Which lines below mention "bucket"? Pick each one out.

===============

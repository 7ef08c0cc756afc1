//! End-to-end cleaning run.
//!
//! # Stage order
//!
//! 1. **pre_transform** - caller and entity pre-transforms, in order
//! 2. **columns** - add declared columns missing from the frame, drop undeclared ones
//! 3. **normalize** - per-row, per-column validation via [`RowNormalizer`]
//! 4. **uniqueness** - row-key and unique-column checks via [`UniquenessIndex`]
//!
//! The input frame is never mutated. Structural failures abort the run with a
//! [`PipelineError`]; data defects are recorded in the returned report.

use std::sync::Arc;
use std::sync::atomic::{AtomicBool, Ordering};
use std::time::Instant;

use clean_model::{
    Frame, Issue, IssueBuffer, IssueCategory, IssueReport, KeyFn, PipelineError, PipelineOptions,
    RuleSet, Value,
};
use clean_transform::PreTransform;
use clean_validate::{FieldValidator, NormalizedRow, RowNormalizer, UniquenessIndex};
use polars::prelude::DataFrame;
use tracing::{debug, info, info_span};

use crate::entity::EntityDescriptor;

/// Cooperative cancellation shared between a host and running pipelines.
///
/// Polled between rows; a cancelled run returns [`PipelineError::Cancelled`].
#[derive(Debug, Clone, Default)]
pub struct CancellationFlag(Arc<AtomicBool>);

impl CancellationFlag {
    pub fn new() -> Self {
        Self::default()
    }

    pub fn cancel(&self) {
        self.0.store(true, Ordering::Release);
    }

    pub fn is_cancelled(&self) -> bool {
        self.0.load(Ordering::Acquire)
    }
}

/// Cleaned frame plus the frozen issue report.
#[derive(Debug, Clone, PartialEq)]
pub struct PipelineOutput {
    pub frame: Frame,
    pub report: IssueReport,
    /// Input indices of the rows in `frame`, in output order.
    pub kept_rows: Vec<usize>,
    /// Input indices of dropped rows, ascending.
    pub dropped_rows: Vec<usize>,
}

/// Composes pre-transforms, normalization, and uniqueness into one run.
#[derive(Default)]
pub struct Pipeline {
    options: PipelineOptions,
    transforms: Vec<Arc<dyn PreTransform>>,
    cancellation: Option<CancellationFlag>,
}

impl Pipeline {
    pub fn new(options: PipelineOptions) -> Self {
        Self {
            options,
            transforms: Vec::new(),
            cancellation: None,
        }
    }

    /// Append a pre-transform; transforms run in insertion order.
    pub fn with_transform<T>(mut self, transform: T) -> Self
    where
        T: PreTransform + 'static,
    {
        self.transforms.push(Arc::new(transform));
        self
    }

    pub fn with_shared_transform(mut self, transform: Arc<dyn PreTransform>) -> Self {
        self.transforms.push(transform);
        self
    }

    pub fn with_cancellation(mut self, flag: CancellationFlag) -> Self {
        self.cancellation = Some(flag);
        self
    }

    pub fn options(&self) -> &PipelineOptions {
        &self.options
    }

    /// Names of the configured pre-transforms, in execution order.
    pub fn transform_names(&self) -> Vec<&str> {
        self.transforms.iter().map(|t| t.name()).collect()
    }

    /// Clean `frame` against `rules`.
    pub fn run(&self, frame: &Frame, rules: &RuleSet) -> Result<PipelineOutput, PipelineError> {
        self.execute(frame, rules, rules.initialize_output_info(), Vec::new(), None)
    }

    /// Clean a Polars DataFrame against `rules`.
    pub fn run_dataframe(
        &self,
        df: &DataFrame,
        rules: &RuleSet,
    ) -> Result<PipelineOutput, PipelineError> {
        let frame = Frame::from_polars(df)?;
        self.run(&frame, rules)
    }

    /// Clean `frame` as the entity described by `entity`.
    ///
    /// The entity's own pre-transforms run before the pipeline's, and its
    /// key function decides row identity.
    pub fn run_entity(
        &self,
        entity: &EntityDescriptor,
        frame: &Frame,
    ) -> Result<PipelineOutput, PipelineError> {
        let rules = entity.rule_set()?;
        let seed = (entity.initialize_output_info)(&rules);
        let key_fn: KeyFn = Arc::new(entity.key_of);
        let entity_transforms: Vec<Arc<dyn PreTransform>> = (entity.pre_transforms)()
            .into_iter()
            .map(Arc::from)
            .collect();
        self.execute(frame, &rules, seed, entity_transforms, Some(key_fn))
    }

    fn execute(
        &self,
        input: &Frame,
        rules: &RuleSet,
        mut issues: IssueBuffer,
        entity_transforms: Vec<Arc<dyn PreTransform>>,
        key_fn: Option<KeyFn>,
    ) -> Result<PipelineOutput, PipelineError> {
        let span = info_span!("pipeline", entity = %rules.entity(), input_rows = input.height());
        let _guard = span.enter();
        let start = Instant::now();

        let transforms: Vec<Arc<dyn PreTransform>> = entity_transforms
            .into_iter()
            .chain(self.transforms.iter().cloned())
            .collect();
        let mut frame = info_span!("pre_transform")
            .in_scope(|| self.apply_transforms(input, &transforms, &mut issues))?;

        self.reconcile_columns(&mut frame, rules, &mut issues)?;

        let (normalized, mut dropped_rows) = info_span!("normalize")
            .in_scope(|| self.normalize(&frame, rules, &mut issues))?;

        let (kept, uniqueness_dropped) = info_span!("uniqueness")
            .in_scope(|| self.enforce_uniqueness(normalized, rules, key_fn, &mut issues))?;
        dropped_rows.extend(uniqueness_dropped);
        dropped_rows.sort_unstable();

        let kept_rows: Vec<usize> = kept.iter().map(|row| row.index).collect();
        let mut frame = Frame::with_columns(rules.columns())?;
        for row in kept {
            frame.push_row(row.values)?;
        }
        let report = issues.freeze();

        info!(
            output_rows = frame.height(),
            dropped_rows = dropped_rows.len(),
            issues = report.total(),
            errors = report.error_count(),
            duration_ms = start.elapsed().as_millis(),
            "pipeline complete"
        );

        Ok(PipelineOutput {
            frame,
            report,
            kept_rows,
            dropped_rows,
        })
    }

    fn check_cancelled(&self) -> Result<(), PipelineError> {
        match &self.cancellation {
            Some(flag) if flag.is_cancelled() => Err(PipelineError::Cancelled),
            _ => Ok(()),
        }
    }

    fn apply_transforms(
        &self,
        input: &Frame,
        transforms: &[Arc<dyn PreTransform>],
        issues: &mut IssueBuffer,
    ) -> Result<Frame, PipelineError> {
        let mut frame = input.clone();
        if transforms.is_empty() {
            return Ok(frame);
        }
        let bucket = self.options.transform_bucket();
        issues.register(bucket.clone());

        for transform in transforms {
            self.check_cancelled()?;
            let name = transform.name();
            let output = transform.apply(&frame).map_err(|err| {
                PipelineError::InvalidTransformOutput {
                    transform: name.to_string(),
                    message: err.to_string(),
                }
            })?;
            if output.frame.height() != frame.height() {
                return Err(PipelineError::InvalidTransformOutput {
                    transform: name.to_string(),
                    message: format!(
                        "changed the row count from {} to {}",
                        frame.height(),
                        output.frame.height()
                    ),
                });
            }
            debug!(transform = name, issues = output.issues.len(), "pre-transform applied");
            issues.extend(output.issues.into_iter().map(|issue| {
                Issue {
                    category: bucket.clone(),
                    ..issue
                }
                .with_severity(self.options.transform_severity)
            }));
            frame = output.frame;
        }
        Ok(frame)
    }

    fn reconcile_columns(
        &self,
        frame: &mut Frame,
        rules: &RuleSet,
        issues: &mut IssueBuffer,
    ) -> Result<(), PipelineError> {
        let mut added = 0usize;
        for (column, rule) in rules.fields() {
            if frame.has_column(column) {
                continue;
            }
            let fill = rule.default_value();
            frame.add_column(column, fill.clone())?;
            issues.push(
                Issue::new(IssueCategory::MissingColumns, column)
                    .with_observed(Value::Null)
                    .with_expected(format!(
                        "column of {}, filled with {fill}",
                        rule.type_description()
                    )),
            );
            debug!(column, "missing column added");
            added += 1;
        }

        let unknown: Vec<String> = frame
            .columns()
            .iter()
            .filter(|column| !rules.contains(column))
            .cloned()
            .collect();
        for column in &unknown {
            if self.options.record_unknown_columns {
                issues.push(
                    Issue::new(IssueCategory::UnknownColumns, column.clone())
                        .with_expected("column declared by the rule set"),
                );
            }
            frame.drop_column(column);
            debug!(column = %column, "unknown column dropped");
        }

        info!(added, dropped = unknown.len(), "columns reconciled");
        Ok(())
    }

    fn normalize(
        &self,
        frame: &Frame,
        rules: &RuleSet,
        issues: &mut IssueBuffer,
    ) -> Result<(Vec<NormalizedRow>, Vec<usize>), PipelineError> {
        let validator = FieldValidator::new().with_trim(self.options.trim_strings);
        let normalizer = RowNormalizer::new(rules).with_validator(validator);
        let mut normalized = Vec::with_capacity(frame.height());
        let mut dropped = Vec::new();

        for (index, row) in frame.rows().iter().enumerate() {
            self.check_cancelled()?;
            match normalizer.normalize(index, row, issues) {
                Some(row) => normalized.push(row),
                None => dropped.push(index),
            }
        }

        info!(rows = normalized.len(), dropped = dropped.len(), "rows normalized");
        Ok((normalized, dropped))
    }

    fn enforce_uniqueness(
        &self,
        rows: Vec<NormalizedRow>,
        rules: &RuleSet,
        key_fn: Option<KeyFn>,
        issues: &mut IssueBuffer,
    ) -> Result<(Vec<NormalizedRow>, Vec<usize>), PipelineError> {
        let mut index = UniquenessIndex::new(rules);
        if let Some(key_fn) = key_fn {
            index = index.with_key_fn(key_fn);
        }
        let mut kept = Vec::with_capacity(rows.len());
        let mut dropped = Vec::new();

        for mut row in rows {
            self.check_cancelled()?;
            if index.admit(&mut row, issues) {
                kept.push(row);
            } else {
                dropped.push(row.index);
            }
        }

        info!(kept = kept.len(), dropped = dropped.len(), "uniqueness enforced");
        Ok((kept, dropped))
    }
}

===============

### RESULT FOR THIS EXERCISE
        let bucket = self.options.transform_bucket();
        issues.register(bucket.clone());
                    category: bucket.clone(),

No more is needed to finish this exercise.